To answer
Ian's questions:
1. What do you think caused you to gain weight in the first place?
I have always been 'the chubby girl' even when I am very active, the weight has always been there. I started gaining even more weight these last few months from 1. the birth controll I was on and 2. the amount of mixed drinks I was comsuming with late night eating.
2. What methods have you tried before to lose the weight?
Atkins, walking, and currently I am a member of Curves for Women. But only a few pounds come off then return soon after.
3. How has the extra weight affected your life?
I am an outgoing person but feel held back when I am surrounded by people who are naturally more fit looking, even close friends and family.
4. Do you feel your true self/personality has been inhibited by extra weight?
I can't say how much this is true.
5. What do you think your life will be like after you lose the weight?
I hope to be able to 'let loose' easier around people and feel like I actually fit in without having to always think about sucking my stomach in or holding my head just right. And I have always said that I will 'rock in my 30s' so with 7 years to go, I am trying to get a head start
A bit more:
I am almost 23 and have always felt like I dont fit in with my generation and the ones after me. It seems as though they keep getting smaller and smaller. I know true happiness doesn't come only from being skinny but I feel like the loss of a few more pounds would help beyond words.

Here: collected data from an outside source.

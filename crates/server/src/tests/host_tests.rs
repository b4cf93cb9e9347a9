use std::{
    collections::HashSet,
    sync::atomic::{AtomicBool, Ordering},
    thread,
};

use frame_sync::SyncContext;
use shared::{
    domain::hex_color,
    protocol::{Frame, ServerMessage},
};

use super::*;

fn layout() -> Layout {
    Layout {
        trunk_len: 10,
        branch_len: 3,
        left_anchors: [2, 4, 6],
        right_anchors: [3, 5, 7],
        left_reversed: [false; 3],
        right_reversed: [false; 3],
    }
}

fn pixels(strip: &StripHandle) -> Vec<Rgb> {
    strip.read().expect("lock").clone()
}

#[test]
fn render_lights_every_pixel_when_on() {
    let host = DemoHost::new(layout(), 128, true);
    host.render(0);
    let buffers = host.buffers();
    assert!(pixels(&buffers.trunk).iter().all(|p| *p != Rgb::new(0, 0, 0)));
    for branch in BranchId::ALL {
        assert_eq!(pixels(buffers.branch(branch)).len(), 3);
    }
}

#[test]
fn render_goes_dark_when_off() {
    let host = DemoHost::new(layout(), 128, false);
    host.render(5);
    let buffers = host.buffers();
    assert!(pixels(&buffers.trunk).iter().all(|p| *p == Rgb::new(0, 0, 0)));
    assert!(pixels(buffers.branch(BranchId::R3))
        .iter()
        .all(|p| *p == Rgb::new(0, 0, 0)));
}

#[test]
fn render_advances_with_tick() {
    let host = DemoHost::new(layout(), 128, true);
    host.render(0);
    let first = pixels(&host.buffers().trunk);
    host.render(10);
    assert_ne!(first, pixels(&host.buffers().trunk));
}

#[test]
fn hooks_read_and_write_host_state() {
    let host = DemoHost::new(layout(), 40, true);
    let hooks = host.status_hooks();
    assert_eq!(hooks.brightness.read(), Some(40));
    assert!(hooks.power.write(false));
    assert!(hooks.brightness.write(200));
    assert!(!host.power());
    assert_eq!(host.brightness(), 200);
}

#[tokio::test]
async fn render_loop_pushes_frames_to_clients() {
    let host = DemoHost::new(layout(), 128, true);
    let ctx = SyncContext::new(host.status_hooks());
    ctx.attach_layout(host.layout().clone(), host.buffers())
        .expect("attach");
    let sync = Arc::new(FrameSync::new(ctx, 8, Default::default()));
    let mut client = sync.attach_client();

    let handle = spawn_render_loop(
        Arc::clone(&host),
        Arc::clone(&sync),
        Duration::from_millis(50),
    )
    .expect("loop enabled");
    let frame = client.frames.recv().await.expect("frame");
    assert!(frame.contains(r#""type":"frame""#));
    handle.abort();
}

#[test]
fn zero_interval_disables_render_loop() {
    let host = DemoHost::new(layout(), 128, true);
    let sync = Arc::new(FrameSync::new(SyncContext::default(), 8, Default::default()));
    assert!(spawn_render_loop(host, sync, Duration::ZERO).is_none());
}

fn wire_colors(host: &DemoHost) -> Vec<String> {
    let buffers = host.buffers();
    let mut colors: Vec<String> = pixels(&buffers.trunk).into_iter().map(hex_color).collect();
    for branch in BranchId::ALL {
        colors.extend(pixels(buffers.branch(branch)).into_iter().map(hex_color));
    }
    colors
}

#[test]
fn frames_never_mix_strips_from_different_repaints() {
    let reference = DemoHost::new(layout(), 128, true);
    let mut whole_repaints = HashSet::new();
    whole_repaints.insert(wire_colors(&reference));
    for tick in 0..256u32 {
        reference.render(tick);
        whole_repaints.insert(wire_colors(&reference));
    }

    let host = DemoHost::new(layout(), 128, true);
    let ctx = SyncContext::new(host.status_hooks());
    ctx.attach_layout(host.layout().clone(), host.buffers())
        .expect("attach");
    let sync = Arc::new(FrameSync::new(ctx, 8, Default::default()));
    let done = Arc::new(AtomicBool::new(false));

    let painter = {
        let (host, sync, done) = (Arc::clone(&host), Arc::clone(&sync), Arc::clone(&done));
        thread::spawn(move || {
            let mut tick = 0u32;
            while !done.load(Ordering::Relaxed) {
                sync.render_and_push(|| host.render(tick));
                tick = tick.wrapping_add(1);
            }
        })
    };

    let mut torn = 0;
    for _ in 0..5_000 {
        let frame: Frame = match serde_json::from_str(&sync.current_frame()).expect("frame json") {
            ServerMessage::Frame(frame) => frame,
        };
        if !whole_repaints.contains(&frame.colors) {
            torn += 1;
        }
    }
    done.store(true, Ordering::Relaxed);
    painter.join().expect("painter thread");
    assert_eq!(torn, 0, "frames mixed strips from different repaints");
}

My mother was sick growing up so I was always in charge of my meals, and being in my early teens, I wanted what every other teen was eating- junk food. I am addicted to sweets, esp. gummy bears

I dont blame her for my food choices but I wish I could have been warned of the out come would be. I am still working on my eating habits and am improving!
i dont eat fast food everyother day, just once every week or two.
I have never had a problem making friends or getting a boyfriend but I feel the extra weight prevents me from showing who I truely am. I am always the quiet one even when I want to be loud.
I have been having dreams about being on
phentermine... I get the prescription today and start in the morning

so excited.
I had my last sweets and cup of coffee today, so sad, but I know I can do it!
If this doesnt help I will be forced to scream.